Copy every line that holds the string "store" from the data below.
○ ○ ○
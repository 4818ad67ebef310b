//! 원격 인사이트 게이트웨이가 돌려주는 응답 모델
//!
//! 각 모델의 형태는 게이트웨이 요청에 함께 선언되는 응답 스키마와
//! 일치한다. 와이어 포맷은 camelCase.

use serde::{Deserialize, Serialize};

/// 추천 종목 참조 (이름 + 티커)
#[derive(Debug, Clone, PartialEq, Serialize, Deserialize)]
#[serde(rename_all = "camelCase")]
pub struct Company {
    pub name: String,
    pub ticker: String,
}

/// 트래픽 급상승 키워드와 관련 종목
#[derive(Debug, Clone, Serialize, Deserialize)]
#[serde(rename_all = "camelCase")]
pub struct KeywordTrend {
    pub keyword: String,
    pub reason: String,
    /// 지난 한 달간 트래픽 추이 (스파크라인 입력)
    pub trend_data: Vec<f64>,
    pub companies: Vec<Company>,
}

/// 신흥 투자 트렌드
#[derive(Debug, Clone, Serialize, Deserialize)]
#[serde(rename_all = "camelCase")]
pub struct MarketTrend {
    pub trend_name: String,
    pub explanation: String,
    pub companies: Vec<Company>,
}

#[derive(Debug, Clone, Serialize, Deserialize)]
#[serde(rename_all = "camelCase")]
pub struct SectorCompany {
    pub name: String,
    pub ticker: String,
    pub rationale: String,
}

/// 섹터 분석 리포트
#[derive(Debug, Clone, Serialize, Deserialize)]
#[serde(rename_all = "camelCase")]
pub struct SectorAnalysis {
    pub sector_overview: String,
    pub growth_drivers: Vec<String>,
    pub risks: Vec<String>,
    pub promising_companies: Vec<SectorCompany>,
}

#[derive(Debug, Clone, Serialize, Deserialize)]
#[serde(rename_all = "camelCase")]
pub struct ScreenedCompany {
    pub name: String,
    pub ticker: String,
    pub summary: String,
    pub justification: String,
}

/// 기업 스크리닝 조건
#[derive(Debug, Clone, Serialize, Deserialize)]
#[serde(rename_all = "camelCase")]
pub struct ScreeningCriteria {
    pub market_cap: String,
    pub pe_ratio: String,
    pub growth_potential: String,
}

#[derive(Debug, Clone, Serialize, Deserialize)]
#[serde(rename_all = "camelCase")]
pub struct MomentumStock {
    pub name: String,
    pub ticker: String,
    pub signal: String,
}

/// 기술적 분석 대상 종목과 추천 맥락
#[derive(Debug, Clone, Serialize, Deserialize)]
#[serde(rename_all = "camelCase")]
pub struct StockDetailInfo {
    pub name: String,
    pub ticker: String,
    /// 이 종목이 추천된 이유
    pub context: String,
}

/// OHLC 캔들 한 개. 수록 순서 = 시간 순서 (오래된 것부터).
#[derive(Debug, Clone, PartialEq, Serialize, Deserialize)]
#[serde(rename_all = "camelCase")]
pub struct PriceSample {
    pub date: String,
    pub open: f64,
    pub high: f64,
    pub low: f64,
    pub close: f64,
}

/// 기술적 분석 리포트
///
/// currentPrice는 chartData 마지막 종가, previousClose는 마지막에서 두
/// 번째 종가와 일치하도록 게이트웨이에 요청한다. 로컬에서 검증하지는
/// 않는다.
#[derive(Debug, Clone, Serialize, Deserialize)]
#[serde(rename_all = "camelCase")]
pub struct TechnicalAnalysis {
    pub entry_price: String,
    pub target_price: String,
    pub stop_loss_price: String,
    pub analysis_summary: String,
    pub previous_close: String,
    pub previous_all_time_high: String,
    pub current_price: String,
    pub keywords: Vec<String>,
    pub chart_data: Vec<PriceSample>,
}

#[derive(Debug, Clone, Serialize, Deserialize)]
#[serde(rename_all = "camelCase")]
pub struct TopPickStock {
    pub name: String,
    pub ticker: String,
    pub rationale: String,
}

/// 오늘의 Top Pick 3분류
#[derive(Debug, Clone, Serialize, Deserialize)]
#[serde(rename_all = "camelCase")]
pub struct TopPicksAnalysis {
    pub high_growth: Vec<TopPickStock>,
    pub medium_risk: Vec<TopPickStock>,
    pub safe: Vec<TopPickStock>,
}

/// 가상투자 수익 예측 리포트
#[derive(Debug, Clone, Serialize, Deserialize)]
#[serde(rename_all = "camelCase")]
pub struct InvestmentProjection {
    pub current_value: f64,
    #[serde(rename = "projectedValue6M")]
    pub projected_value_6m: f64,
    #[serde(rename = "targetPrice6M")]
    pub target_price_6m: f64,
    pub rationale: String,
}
○ ○ ○
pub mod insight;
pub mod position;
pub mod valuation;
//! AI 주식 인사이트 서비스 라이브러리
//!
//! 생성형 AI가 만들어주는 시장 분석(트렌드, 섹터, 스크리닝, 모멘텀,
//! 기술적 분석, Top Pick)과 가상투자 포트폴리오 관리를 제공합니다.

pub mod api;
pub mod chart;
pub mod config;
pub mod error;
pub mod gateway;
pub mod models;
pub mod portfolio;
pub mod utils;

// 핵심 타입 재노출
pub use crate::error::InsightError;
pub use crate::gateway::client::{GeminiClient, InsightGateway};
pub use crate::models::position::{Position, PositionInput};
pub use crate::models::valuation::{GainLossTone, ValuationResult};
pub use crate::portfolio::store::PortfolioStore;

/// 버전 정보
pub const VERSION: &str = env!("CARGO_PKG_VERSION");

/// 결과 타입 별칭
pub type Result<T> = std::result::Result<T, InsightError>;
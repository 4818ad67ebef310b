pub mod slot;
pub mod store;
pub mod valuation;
○ ○ ○
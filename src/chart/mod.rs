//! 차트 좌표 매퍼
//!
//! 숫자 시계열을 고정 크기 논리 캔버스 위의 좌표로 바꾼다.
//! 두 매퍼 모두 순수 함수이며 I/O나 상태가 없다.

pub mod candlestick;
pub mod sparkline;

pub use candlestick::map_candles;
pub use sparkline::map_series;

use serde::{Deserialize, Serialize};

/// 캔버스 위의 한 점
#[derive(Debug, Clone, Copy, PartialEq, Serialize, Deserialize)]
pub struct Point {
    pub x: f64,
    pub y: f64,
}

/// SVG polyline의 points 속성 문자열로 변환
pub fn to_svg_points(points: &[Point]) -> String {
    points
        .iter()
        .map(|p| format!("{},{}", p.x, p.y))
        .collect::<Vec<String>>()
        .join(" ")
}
○ ○ ○
Reply to the task:
pub use crate::portfolio::store::PortfolioStore;
pub mod store;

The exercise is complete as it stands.